Abstract Objective To elucidate the molecular mechanisms underlying carvacrol-induced apoptosis in human breast cancer cells. Methods The antiproliferative effect of carvacrol on human breast cancer cell line, HCC1937, was determined using MTT assay, and ultrastructural changes in the treated cells were observed using uranium acetate/lead citrate double staining. Cell cycle analysis was performed using propidium iodide (PI) staining and apoptotic cells were detected using flow cytometric Annexin V-FITC/PI assay. Further, the expression of Bcl-2/CytC signaling pathway-related proteins (Bcl-2, CytC, and Caspase-3) was detected using western blot technique. Results Carvacrol exhibited antiproliferative activity against HCC1937 cells in a concentration-dependent manner, with an IC 50 of 320 mM. Ultrastructure analysis revealed that treatment with carvacrol induced morphologic hallmarks of apoptosis in HCC1937 cells. Carvacrol increased the distribution of HCC1937 cells in the G 0 /G 1 phase and decreased the distribution of HCC1937 cells in the S and G 2 /M phases in a concentration-dependent manner.

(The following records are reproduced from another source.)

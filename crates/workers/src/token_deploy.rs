//! Standard ERC20 deployment intent handler.

use crate::{contracts, kind, WorkerContainer};
use alloy_primitives::{Address, U256};
use alloy_sol_types::SolCall;
use anyhow::Result;
use async_trait::async_trait;
use custodia_chain::{abi, GasSettings};
use custodia_primitives::{parse_amount, OtxType};
use custodia_queue::{Job, JobHandler, JobOutcome};
use serde::{Deserialize, Serialize};
use std::sync::Arc;
use uuid::Uuid;

/// Payload of a [kind::TOKEN_DEPLOY] job.
#[derive(Debug, Clone, Serialize, Deserialize)]
#[serde(rename_all = "camelCase")]
pub struct TokenDeployArgs {
    /// Intent correlation token.
    pub tracking_id: Uuid,
    /// Token name.
    pub name: String,
    /// Token symbol.
    pub symbol: String,
    /// Token decimals.
    pub decimals: u8,
    /// Decimal amount minted to the initial mintee.
    pub initial_supply: String,
    /// Receiver of the initial supply.
    pub initial_mintee: Address,
    /// Final owner the contract is handed to.
    pub owner: Address,
}

/// Deploys an ERC20 and wires it up in one master-signed sequence:
/// deploy, add to the token index, mint the initial supply, hand over
/// ownership. The deployment address is precomputed from the master's nonce
/// so the follow-ups can be signed before the deploy confirms.
#[derive(Debug)]
pub struct TokenDeployWorker {
    wc: Arc<WorkerContainer>,
}

impl TokenDeployWorker {
    /// Creates the handler.
    pub const fn new(wc: Arc<WorkerContainer>) -> Self {
        Self { wc }
    }
}

#[async_trait]
impl JobHandler for TokenDeployWorker {
    fn kind(&self) -> &'static str {
        kind::TOKEN_DEPLOY
    }

    async fn run(&self, job: Job) -> Result<JobOutcome> {
        let args: TokenDeployArgs = job.decode_args()?;
        let initial_supply = parse_amount(&args.initial_supply)?;
        let gas = self.wc.gas_oracle.get();
        let deploy_gas = GasSettings { gas_limit: contracts::DEPLOY_GAS_LIMIT, ..gas };

        let init_code = contracts::erc20_init_code(&args.name, &args.symbol, args.decimals)?;

        let mut tx = self.wc.store.begin().await?;

        let master = self.wc.store.load_master_keypair(&mut tx).await?;
        let signer = master.signer()?;

        let deploy = self
            .wc
            .stage_deploy(
                &mut tx,
                args.tracking_id,
                OtxType::StandardTokenDeploy,
                &signer,
                master.public_address,
                init_code,
                &deploy_gas,
            )
            .await?;
        let token_address = master.public_address.create(deploy.nonce);

        let index_add = self
            .wc
            .stage_execution(
                &mut tx,
                args.tracking_id,
                OtxType::IndexAdd,
                &signer,
                master.public_address,
                self.wc.registry.token_index,
                abi::addCall { subject: token_address }.abi_encode().into(),
                U256::ZERO,
                &gas,
            )
            .await?;

        let mint = self
            .wc
            .stage_execution(
                &mut tx,
                args.tracking_id,
                OtxType::TokenTransfer,
                &signer,
                master.public_address,
                token_address,
                abi::mintToCall { to: args.initial_mintee, value: initial_supply }
                    .abi_encode()
                    .into(),
                U256::ZERO,
                &gas,
            )
            .await?;

        let handover = self
            .wc
            .stage_execution(
                &mut tx,
                args.tracking_id,
                OtxType::TransferOwnership,
                &signer,
                master.public_address,
                token_address,
                abi::transferOwnershipCall { newOwner: args.owner }.abi_encode().into(),
                U256::ZERO,
                &gas,
            )
            .await?;

        self.wc
            .queue
            .insert_many(
                &mut tx,
                vec![
                    self.wc.dispatch_spec(args.tracking_id, &deploy, 1)?,
                    self.wc.dispatch_spec(args.tracking_id, &index_add, 2)?,
                    self.wc.dispatch_spec(args.tracking_id, &mint, 3)?,
                    self.wc.dispatch_spec(args.tracking_id, &handover, 4)?,
                ],
            )
            .await?;

        tx.commit().await?;
        Ok(JobOutcome::Complete)
    }
}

Moreover, the compound increased the rate of apoptosis and protein expression of Bax, CytC, and Caspase-3 while decreasing the protein levels of Bcl-2 in a dose-dependent manner. Conclusion Carvacrol can inhibit proliferation and induce apoptosis in human breast cancer HCC1937 cells. This effect may be mediated by the activation of the Bcl-2/CytC mitochondrial apoptosis pathway.